We found that CA could be sensitive enough to provide a meaningful
signal for eye growth. Significant CA was induced by lenses of +6.9 or−
7.4-D power, both with and without functional accommodation. It is
known that the chicken eye responds to as little as 1 D of imposed
defocus.
14 Can this small effect also be mediated by CA?
Certainly, CA could not be detected in our setup after 1 D of defocus,
because additional experiments (results not shown) made clear that the
threshold for significant CA with intact accommodation was
approximately 4 D of defocus (0.72 ± 0.05 to 0.76 ± 0.04;
spatial frequency: 1.4 cyc/deg).
Figure 2 shows that a decrease in
contrast of at least 40% was necessary at the tested spatial frequency
to induce CA in the behavioral paradigm.
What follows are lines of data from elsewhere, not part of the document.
//! `midan teams`: show an event's overview and team list.

use clap::Args;
use midan_core::filter::TeamFilter;
use midan_core::router::encode_component;

use super::Context;
use super::page::render_page;

#[derive(Args, Debug, Default)]
pub struct TeamsArgs {
    /// Event id, e.g. `sonic-trade`.
    pub event: String,

    /// Only teams with an open spot.
    #[arg(long)]
    pub joinable: bool,

    /// Only public teams.
    #[arg(long)]
    pub public: bool,

    /// Only private teams.
    #[arg(long)]
    pub private: bool,

    /// Search team names and captain addresses.
    #[arg(long = "q", value_name = "TEXT", default_value = "")]
    pub search: String,
}

impl TeamsArgs {
    pub fn location(&self) -> String {
        let filter = TeamFilter {
            joinable: self.joinable,
            public_only: self.public,
            private_only: self.private,
            search: self.search.clone(),
        };
        format!(
            "/competition/{}?{}",
            encode_component(&self.event),
            filter.to_query_string()
        )
    }
}

/// Execute `midan teams <event>`.
///
/// # Errors
///
/// Returns an error if the data directory is unusable or output fails.
pub fn run_teams(args: &TeamsArgs, ctx: &Context) -> anyhow::Result<()> {
    let mut app = ctx.open_app()?;
    let page = app.open(&args.location(), ctx.now);
    render_page(ctx.output, &page)
}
At 1 D of defocus, a
comparable decline would occur only at spatial frequencies higher than
4 cyc/deg, which cannot be generated in our setup for technical
reasons.
8 In conclusion, nothing argued against the
assumption that CA can also mediate growth changes with only 1 D of
imposed defocus. The compensatory changes in refraction and eye growth
with 7 D of imposed defocus are in the linear range of the response
curve of the chicken eye.
15 Short-term exposure to optical
defocus of only 1 D improves visual acuity in humans, a finding
supporting our assumption.
16 After defocus, in the same
study,
16 investigators found no changes in human contrast
sensitivity at low and high spatial frequencies and a decrease in
contrast sensitivity at midrange spatial frequencies.
16 However, threshold and suprathreshold contrast sensitivity represent
two different functions. In the cited study the former was determined,
in the present study, the latter.
CA with intact accommodation shows clearly that chickens do not
completely refocus their retinal images when they wear lenses, a result
consistent with observations of Nau et al.
17 Because there
is definitely an error signal present at the retinal level, it is not
necessary to assume a role of the accommodative feedback loop in
emmetropization to explain refractive changes.